Pergunta para a rede: onde estão os homens brancos em posição de poder realmente comprometidos em combater o racismo e o machismo nas empresas do século XXI?
Senti falta dessas pessoas anti racistas e anti machistas nos dias 17 e 18 de novembro, durante a CASE 2022 (a 9a edição da Conferência Anual de Startups e Empreendedorismo, “atualmente o maior evento de encontro de startups da América Latina”)
É que durante esses dias, a Dínamo ofereceu ao todo: 10 painéis, 27 painelistas e 480 minutos de conteúdo presencial, que conectavam os temas startups – políticas públicas – diversidade e inclusão.
De forma geral, os painéis compartilharam políticas públicas e iniciativas da sociedade civil que ajudam a criar um ecossistema favorável ao desenvolvimento de startups. Mas não qualquer desenvolvimento! A luta é por um ecossistema mais diverso e inclusivo para pessoas negras e mulheres. Mas me decepcionei profundamente ao perceber que, salvo raras exceções, estávamos “pregando para os já convertidos”. Este foi um questionamento bastante destacado no painel “Equidade de Raça e Gênero nas Startups”, especialmente pela fala da Allana Cardoso, depois endossada pelas demais participantes: Arlane Gonçalves, Nalva Moura, Angelica Mari e Aline Ferreira.
Considerando o contexto geral do Brasil – apenas 5,8% das startups são lideradas por pessoas pretas e apenas 4,7% são lideradas por mulheres, sendo que 51,2% da população brasileira é formada por mulheres e 55,8% por pessoas negras (dados do IBGE), tendo a entender que o principal motivo da ausência de pessoas brancas e homens nos painéis é a realidade crua e doída: a tardia e persistente insensibilidade do ecossistema de startups para esse tema. Por ecossistema leia-se pessoas fundadoras, nível C, pessoas investidoras, aceleradoras, mentoras, colaboradoras, fundos, atores públicos – todes que não são pessoas negras ou mulheres, mas que estão em posição de privilégio e poder e podem fazer a diferença na luta por equidade de raça e gênero.
Em tempo, o compromisso com essas causas se faz por atitudes e palavras (porque elas também importam). Por exemplo, Rodrigo Kiko Afonso, presidente da Dínamo, deu a diretriz para que Diversidade e Inclusão fosse o pilar central de atuação da equipe em 2022. E Felipe Matos, vice-presidente da Dínamo, reafirmou e apoiou a implementação da diretriz. Assim, ainda em 2021, Arlane Gonçalves, especialista no tema, foi contratada para conduzir a construção de políticas públicas em D&I para startups e desde lá tem liderado importantes ações nessa direção.
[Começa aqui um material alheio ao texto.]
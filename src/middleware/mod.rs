// ABOUTME: HTTP middleware for request tracing and CORS
// ABOUTME: Provides request id generation, per-request spans and cross-origin configuration
//
// SPDX-License-Identifier: MIT OR Apache-2.0
// Copyright (c) 2025 Recipe Catalog Contributors

/// CORS configuration
pub mod cors;
/// Request id generation and per-request spans
pub mod tracing;

pub use cors::setup_cors;
pub use self::tracing::{
    create_request_span, http_trace_layer, MakeRequestUuid, REQUEST_ID_HEADER,
};
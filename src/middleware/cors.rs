// ABOUTME: CORS middleware configuration for the catalog HTTP API
// ABOUTME: Builds a tower-http CorsLayer from the configured origin list
//
// SPDX-License-Identifier: MIT OR Apache-2.0
// Copyright (c) 2025 Recipe Catalog Contributors

use crate::config::ServerConfig;
use http::{header::HeaderName, HeaderValue, Method};
use tower_http::cors::{AllowOrigin, CorsLayer};

/// Configure CORS settings for the catalog API
///
/// `CORS_ALLOWED_ORIGINS="*"` (the default) allows any origin; otherwise only
/// the listed origins are allowed.
///
/// ```bash
/// export CORS_ALLOWED_ORIGINS="https://recipes.example.com,https://admin.example.com"
/// ```
#[must_use]
pub fn setup_cors(config: &ServerConfig) -> CorsLayer {
    let allow_origin = if config.cors_allowed_origins.iter().any(|origin| origin == "*") {
        AllowOrigin::any()
    } else {
        let origins: Vec<HeaderValue> = config
            .cors_allowed_origins
            .iter()
            .filter_map(|origin| HeaderValue::from_str(origin).ok())
            .collect();

        if origins.is_empty() {
            AllowOrigin::any()
        } else {
            AllowOrigin::list(origins)
        }
    };

    CorsLayer::new()
        .allow_origin(allow_origin)
        .allow_headers([
            HeaderName::from_static("content-type"),
            HeaderName::from_static("accept"),
            HeaderName::from_static("origin"),
            HeaderName::from_static("x-requested-with"),
            HeaderName::from_static("x-request-id"),
        ])
        .allow_methods([
            Method::GET,
            Method::POST,
            Method::PUT,
            Method::DELETE,
            Method::OPTIONS,
        ])
}
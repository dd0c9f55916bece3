// ABOUTME: Integration tests for the category route handlers
// ABOUTME: Covers normalization, uniqueness, partial updates and the delete integrity guard
//
// SPDX-License-Identifier: MIT OR Apache-2.0
// Copyright (c) 2025 Recipe Catalog Contributors

#![allow(clippy::unwrap_used, clippy::expect_used, clippy::panic)]
#![allow(missing_docs)]

mod common;
mod helpers;

use axum::{http::StatusCode, Router};
use common::create_test_app;
use helpers::axum_test::AxumTestRequest;
use serde_json::{json, Value};

async fn create_category(app: &Router, body: Value) -> Value {
    let response = AxumTestRequest::post("/admin/categories")
        .json(&body)
        .send(app.clone())
        .await
        .assert_status(StatusCode::CREATED);
    let json: Value = response.json();
    json["data"].clone()
}

async fn create_ingredient(app: &Router, name: &str) -> u64 {
    let response = AxumTestRequest::post("/admin/ingredients")
        .json(&json!({ "name": name }))
        .send(app.clone())
        .await
        .assert_status(StatusCode::CREATED);
    let json: Value = response.json();
    json["data"]["id"].as_u64().unwrap()
}

async fn create_recipe(app: &Router, name: &str, category: u64, ingredient: u64) -> u64 {
    let response = AxumTestRequest::post("/admin/recipes")
        .json(&json!({
            "name": name,
            "ingredients": [{"ingredient": ingredient, "quantity": 1, "unit": "g"}],
            "instructions": ["Mix everything."],
            "category": category,
            "image": "https://example.com/images/dish.jpg"
        }))
        .send(app.clone())
        .await
        .assert_status(StatusCode::CREATED);
    let json: Value = response.json();
    json["data"]["id"].as_u64().unwrap()
}

#[tokio::test]
async fn test_create_category_normalizes_name_and_description() {
    let (app, _resources) = create_test_app().await;

    let data = create_category(
        &app,
        json!({
            "name": "  italian food ",
            "description": "pasta AND pizza.  from italy",
            "image": "https://example.com/images/italian.jpg"
        }),
    )
    .await;

    assert_eq!(data["id"], 1);
    assert_eq!(data["name"], "Italian Food");
    assert_eq!(data["description"], "Pasta and pizza. From italy.");
    assert_eq!(data["image"], "https://example.com/images/italian.jpg");
}

#[tokio::test]
async fn test_create_category_requires_name() {
    let (app, _resources) = create_test_app().await;

    let response = AxumTestRequest::post("/admin/categories")
        .json(&json!({ "description": "No name here" }))
        .send(app)
        .await
        .assert_status(StatusCode::BAD_REQUEST);

    let body: Value = response.json();
    assert_eq!(body["success"], false);
    assert_eq!(body["error"], "Field 'name' is required");
}

#[tokio::test]
async fn test_create_category_rejects_invalid_name() {
    let (app, _resources) = create_test_app().await;

    let response = AxumTestRequest::post("/admin/categories")
        .json(&json!({ "name": "Desserts 2" }))
        .send(app)
        .await
        .assert_status(StatusCode::BAD_REQUEST);

    let body: Value = response.json();
    assert!(body["error"].as_str().unwrap().starts_with("name"));
}

#[tokio::test]
async fn test_create_category_rejects_bad_image_url() {
    let (app, _resources) = create_test_app().await;

    AxumTestRequest::post("/admin/categories")
        .json(&json!({ "name": "Desserts", "image": "https://example.com/cake.bmp" }))
        .send(app)
        .await
        .assert_status(StatusCode::BAD_REQUEST);
}

#[tokio::test]
async fn test_duplicate_name_is_case_insensitive() {
    let (app, _resources) = create_test_app().await;
    create_category(&app, json!({ "name": "Desserts" })).await;

    let response = AxumTestRequest::post("/admin/categories")
        .json(&json!({ "name": "desserts" }))
        .send(app)
        .await
        .assert_status(StatusCode::BAD_REQUEST);

    let body: Value = response.json();
    assert_eq!(body["error"], "Category 'Desserts' already exists");
}

#[tokio::test]
async fn test_list_categories_sorted_by_name() {
    let (app, _resources) = create_test_app().await;
    for name in ["thai", "French", "indian"] {
        create_category(&app, json!({ "name": name })).await;
    }

    let response = AxumTestRequest::get("/categories")
        .send(app)
        .await
        .assert_status(StatusCode::OK);
    let body: Value = response.json();

    assert_eq!(body["success"], true);
    assert_eq!(body["count"], 3);
    let names: Vec<&str> = body["data"]
        .as_array()
        .unwrap()
        .iter()
        .map(|c| c["name"].as_str().unwrap())
        .collect();
    assert_eq!(names, vec!["French", "Indian", "Thai"]);
}

#[tokio::test]
async fn test_get_category_by_id() {
    let (app, _resources) = create_test_app().await;
    create_category(&app, json!({ "name": "Mexican" })).await;

    let response = AxumTestRequest::get("/categories/1")
        .send(app.clone())
        .await
        .assert_status(StatusCode::OK);
    let body: Value = response.json();
    assert_eq!(body["data"]["name"], "Mexican");

    let response = AxumTestRequest::get("/categories/007")
        .send(app)
        .await
        .assert_status(StatusCode::NOT_FOUND);
    let body: Value = response.json();
    assert_eq!(body["error"], "Category: '7' not found");
}

#[tokio::test]
async fn test_invalid_identifiers_are_rejected() {
    let (app, _resources) = create_test_app().await;

    for raw in ["0", "-1", "abc", "1.5"] {
        let response = AxumTestRequest::get(&format!("/categories/{raw}"))
            .send(app.clone())
            .await
            .assert_status(StatusCode::BAD_REQUEST);
        let body: Value = response.json();
        assert_eq!(body["error"], format!("Invalid ID '{raw}'"));
    }
}

#[tokio::test]
async fn test_update_with_empty_description_clears_only_description() {
    let (app, _resources) = create_test_app().await;
    create_category(
        &app,
        json!({
            "name": "Italian",
            "description": "Pasta and pizza.",
            "image": "https://example.com/images/italian.jpg"
        }),
    )
    .await;

    let response = AxumTestRequest::put("/admin/categories/1")
        .json(&json!({ "description": "" }))
        .send(app)
        .await
        .assert_status(StatusCode::OK);
    let body: Value = response.json();

    assert_eq!(body["data"]["description"], "");
    assert_eq!(body["data"]["name"], "Italian");
    assert_eq!(body["data"]["image"], "https://example.com/images/italian.jpg");
}

#[tokio::test]
async fn test_update_name_uniqueness_excludes_self() {
    let (app, _resources) = create_test_app().await;
    create_category(&app, json!({ "name": "Italian" })).await;
    create_category(&app, json!({ "name": "French" })).await;

    AxumTestRequest::put("/admin/categories/1")
        .json(&json!({ "name": "ITALIAN" }))
        .send(app.clone())
        .await
        .assert_status(StatusCode::OK);

    let response = AxumTestRequest::put("/admin/categories/1")
        .json(&json!({ "name": "french" }))
        .send(app)
        .await
        .assert_status(StatusCode::BAD_REQUEST);
    let body: Value = response.json();
    assert_eq!(body["error"], "'French' matches an existing category name!");
}

#[tokio::test]
async fn test_update_missing_category_is_not_found() {
    let (app, _resources) = create_test_app().await;

    AxumTestRequest::put("/admin/categories/42")
        .json(&json!({ "name": "Nowhere" }))
        .send(app)
        .await
        .assert_status(StatusCode::NOT_FOUND);
}

#[tokio::test]
async fn test_malformed_body_is_invalid_format() {
    let (app, _resources) = create_test_app().await;

    let response = AxumTestRequest::post("/admin/categories")
        .raw_json("{\"name\": ")
        .send(app.clone())
        .await
        .assert_status(StatusCode::BAD_REQUEST);
    let body: Value = response.json();
    assert_eq!(body["success"], false);
    assert!(body["error"].as_str().unwrap().starts_with("Invalid request body"));

    AxumTestRequest::post("/admin/categories")
        .json(&json!({ "name": 42 }))
        .send(app)
        .await
        .assert_status(StatusCode::BAD_REQUEST);
}

#[tokio::test]
async fn test_delete_referenced_category_fails_until_recipes_are_gone() {
    let (app, _resources) = create_test_app().await;
    let category = create_category(&app, json!({ "name": "Italian" })).await;
    let category_id = category["id"].as_u64().unwrap();
    let garlic = create_ingredient(&app, "garlic").await;
    let first = create_recipe(&app, "Garlic Bread", category_id, garlic).await;
    let second = create_recipe(&app, "Garlic Pasta", category_id, garlic).await;

    let response = AxumTestRequest::delete(&format!("/admin/categories/{category_id}"))
        .send(app.clone())
        .await
        .assert_status(StatusCode::BAD_REQUEST);
    let body: Value = response.json();
    assert_eq!(body["error"], "Category '1' is used in 2 recipes.");

    for recipe in [first, second] {
        AxumTestRequest::delete(&format!("/admin/recipes/{recipe}"))
            .send(app.clone())
            .await
            .assert_status(StatusCode::OK);
    }

    let response = AxumTestRequest::delete(&format!("/admin/categories/{category_id}"))
        .send(app.clone())
        .await
        .assert_status(StatusCode::OK);
    let body: Value = response.json();
    assert_eq!(body, json!({ "success": true, "count": 1 }));

    AxumTestRequest::get(&format!("/categories/{category_id}"))
        .send(app)
        .await
        .assert_status(StatusCode::NOT_FOUND);
}

#[tokio::test]
async fn test_ids_are_not_reused_after_delete() {
    let (app, _resources) = create_test_app().await;
    create_category(&app, json!({ "name": "First" })).await;
    let second = create_category(&app, json!({ "name": "Second" })).await;
    assert_eq!(second["id"], 2);

    AxumTestRequest::delete("/admin/categories/2")
        .send(app.clone())
        .await
        .assert_status(StatusCode::OK);

    let third = create_category(&app, json!({ "name": "Third" })).await;
    assert_eq!(third["id"], 3);
}

#[tokio::test]
async fn test_routes_are_mounted_under_api_prefix() {
    let (app, _resources) = create_test_app().await;

    AxumTestRequest::post("/api/v1/admin/categories")
        .json(&json!({ "name": "Japanese" }))
        .send(app.clone())
        .await
        .assert_status(StatusCode::CREATED);

    let response = AxumTestRequest::get("/api/v1/categories/1")
        .send(app)
        .await
        .assert_status(StatusCode::OK);
    let body: Value = response.json();
    assert_eq!(body["data"]["name"], "Japanese");
}

#[tokio::test]
async fn test_description_of_only_dots_is_stored_empty() {
    let (app, _resources) = create_test_app().await;
    let created = create_category(&app, json!({ "name": "Thai", "description": "..." })).await;
    assert!(created.get("description").is_none());

    let response = AxumTestRequest::put("/admin/categories/1")
        .json(&json!({ "description": "Spicy. Fresh." }))
        .send(app.clone())
        .await
        .assert_status(StatusCode::OK);
    let body: Value = response.json();
    assert_eq!(body["data"]["description"], "Spicy. Fresh.");

    let response = AxumTestRequest::put("/admin/categories/1")
        .json(&json!({ "description": "..." }))
        .send(app)
        .await
        .assert_status(StatusCode::OK);
    let body: Value = response.json();
    assert_eq!(body["data"]["description"], "");
}
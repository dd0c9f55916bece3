// ABOUTME: Environment configuration for the recipe catalog server
// ABOUTME: Reads bind address, database location, pool size and CORS origins from environment variables
//
// SPDX-License-Identifier: MIT OR Apache-2.0
// Copyright (c) 2025 Recipe Catalog Contributors

//! Environment-based configuration management

use anyhow::{Context, Result};
use recipe_core::constants::defaults;
use serde::{Deserialize, Serialize};
use std::env;
use std::fmt;
use tracing::{info, warn};

/// Deployment environment
#[derive(Debug, Clone, Copy, Serialize, Deserialize, PartialEq, Eq, Default)]
#[serde(rename_all = "lowercase")]
pub enum Environment {
    /// Local development
    #[default]
    Development,
    /// Production deployment
    Production,
    /// Automated tests
    Testing,
}

impl Environment {
    /// Parse from string with fallback
    #[must_use]
    pub fn from_str_or_default(s: &str) -> Self {
        match s.to_lowercase().as_str() {
            "production" | "prod" => Self::Production,
            "testing" | "test" => Self::Testing,
            _ => Self::Development,
        }
    }

    /// Check if this is a production environment
    #[must_use]
    pub const fn is_production(&self) -> bool {
        matches!(self, Self::Production)
    }
}

impl fmt::Display for Environment {
    fn fmt(&self, f: &mut fmt::Formatter<'_>) -> fmt::Result {
        match self {
            Self::Development => write!(f, "development"),
            Self::Production => write!(f, "production"),
            Self::Testing => write!(f, "testing"),
        }
    }
}

/// Document store connection settings
#[derive(Debug, Clone, Serialize, Deserialize, PartialEq, Eq)]
pub struct DatabaseConfig {
    /// `SQLite` URL, e.g. `sqlite:./data/recipes.db` or `sqlite::memory:`
    pub url: String,
    /// Upper bound on pooled connections (in-memory databases always use one)
    pub max_connections: u32,
}

impl Default for DatabaseConfig {
    fn default() -> Self {
        Self {
            url: defaults::DATABASE_URL.to_owned(),
            max_connections: defaults::DATABASE_MAX_CONNECTIONS,
        }
    }
}

impl DatabaseConfig {
    /// In-memory configuration used by tests
    #[must_use]
    pub fn in_memory() -> Self {
        Self {
            url: "sqlite::memory:".to_owned(),
            max_connections: 1,
        }
    }
}

/// Top-level server configuration
#[derive(Debug, Clone, Serialize, Deserialize, PartialEq, Eq)]
pub struct ServerConfig {
    /// Port the HTTP server listens on
    pub http_port: u16,
    /// Address the HTTP server binds to
    pub host: String,
    /// Deployment environment
    pub environment: Environment,
    /// Document store settings
    pub database: DatabaseConfig,
    /// Allowed CORS origins; `*` allows any
    pub cors_allowed_origins: Vec<String>,
}

impl Default for ServerConfig {
    fn default() -> Self {
        Self {
            http_port: defaults::HTTP_PORT,
            host: defaults::HOST.to_owned(),
            environment: Environment::default(),
            database: DatabaseConfig::default(),
            cors_allowed_origins: vec!["*".to_owned()],
        }
    }
}

impl ServerConfig {
    /// Load configuration from environment variables
    ///
    /// A `.env` file in the working directory is loaded first when present.
    ///
    /// # Errors
    ///
    /// Returns an error if a numeric variable cannot be parsed
    pub fn from_env() -> Result<Self> {
        if let Err(e) = dotenvy::dotenv() {
            warn!("No .env file found or failed to load: {e}");
        }

        let config = Self {
            http_port: env_var_or("HTTP_PORT", &defaults::HTTP_PORT.to_string())
                .parse()
                .context("Invalid HTTP_PORT value")?,
            host: env_var_or("HOST", defaults::HOST),
            environment: Environment::from_str_or_default(&env_var_or(
                "ENVIRONMENT",
                "development",
            )),
            database: DatabaseConfig {
                url: env_var_or("DATABASE_URL", defaults::DATABASE_URL),
                max_connections: env_var_or(
                    "DATABASE_MAX_CONNECTIONS",
                    &defaults::DATABASE_MAX_CONNECTIONS.to_string(),
                )
                .parse()
                .context("Invalid DATABASE_MAX_CONNECTIONS value")?,
            },
            cors_allowed_origins: parse_origins(&env_var_or("CORS_ALLOWED_ORIGINS", "*")),
        };

        info!("Configuration loaded for {} environment", config.environment);
        Ok(config)
    }

    /// Socket address string for the HTTP listener
    #[must_use]
    pub fn bind_address(&self) -> String {
        format!("{}:{}", self.host, self.http_port)
    }

    /// Human-readable summary for startup logging
    #[must_use]
    pub fn summary(&self) -> String {
        format!(
            "Recipe Catalog Configuration:\n\
             - Environment: {}\n\
             - Listen: {}\n\
             - Database: {} (max {} connections)\n\
             - CORS Origins: {}",
            self.environment,
            self.bind_address(),
            self.database.url,
            self.database.max_connections,
            self.cors_allowed_origins.join(", "),
        )
    }
}

fn env_var_or(key: &str, default: &str) -> String {
    env::var(key).unwrap_or_else(|_| default.to_owned())
}

/// Parse comma-separated origins, falling back to `*` when none remain
fn parse_origins(origins: &str) -> Vec<String> {
    let parsed: Vec<String> = origins
        .split(',')
        .map(|s| s.trim().to_owned())
        .filter(|s| !s.is_empty())
        .collect();
    if parsed.is_empty() {
        vec!["*".to_owned()]
    } else {
        parsed
    }
}
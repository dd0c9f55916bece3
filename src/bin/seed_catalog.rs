// ABOUTME: Sample data seeding utility for the recipe catalog
// ABOUTME: Loads categories, ingredients and recipes, skipping names that already exist
//
// SPDX-License-Identifier: MIT OR Apache-2.0
// Copyright (c) 2025 Recipe Catalog Contributors

//! Catalog seeder.
//!
//! Usage:
//! ```bash
//! # Seed the database named by DATABASE_URL
//! cargo run --bin seed-catalog
//!
//! # Override database URL
//! cargo run --bin seed-catalog -- --database-url sqlite:./data/recipes.db
//!
//! # Verbose output
//! cargo run --bin seed-catalog -- -v
//! ```

use anyhow::Result;
use clap::Parser;
use recipe_catalog::config::ServerConfig;
use recipe_catalog::database::{DocumentStore, SqliteStore};
use recipe_catalog::seed::seed_catalog;
use tracing::info;
use tracing_subscriber::EnvFilter;

#[derive(Parser)]
#[command(
    name = "seed-catalog",
    about = "Recipe Catalog Seeder",
    long_about = "Load the sample categories, ingredients and recipes into the catalog database"
)]
struct SeedArgs {
    /// Database URL override
    #[arg(long)]
    database_url: Option<String>,

    /// Enable verbose logging
    #[arg(long, short = 'v')]
    verbose: bool,
}

#[tokio::main]
async fn main() -> Result<()> {
    let args = SeedArgs::parse();

    let level = if args.verbose { "debug" } else { "info" };
    tracing_subscriber::fmt()
        .with_env_filter(EnvFilter::new(level))
        .init();

    let mut config = ServerConfig::from_env()?;
    if let Some(database_url) = args.database_url {
        config.database.url = database_url;
    }

    info!("Seeding catalog into {}", config.database.url);
    let store = SqliteStore::connect(&config.database.url, config.database.max_connections).await?;
    let report = seed_catalog(&store).await?;
    store.close().await;

    info!(
        "Inserted {} records ({} categories, {} ingredients, {} recipes), skipped {}",
        report.inserted(),
        report.categories,
        report.ingredients,
        report.recipes,
        report.skipped
    );
    Ok(())
}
Felizmente, eles também me trouxeram para a Dínamo em 2021 e, assim, posso participar do grupo criado por Arlane, o GT de Diversidade em Startups. São pessoas negras e mulheres especialistas em Diversidade, tecnologia, inovação e políticas públicas.

Como mulher branca que sou, minha participação inicialmente se concentrava em “apenas” escutar e escutar com o coração. Aos poucos, me senti à vontade para perguntar e refletir com as pessoas poderosas e generosas deste grupo. Intencionalmente, coloquei meus 20 anos em Comunicação a serviço de ajudar a expressar em palavras o pensamento dos meus colegas. E assim, sinto que estou agindo na direção de uma sociedade mais justa e equânime.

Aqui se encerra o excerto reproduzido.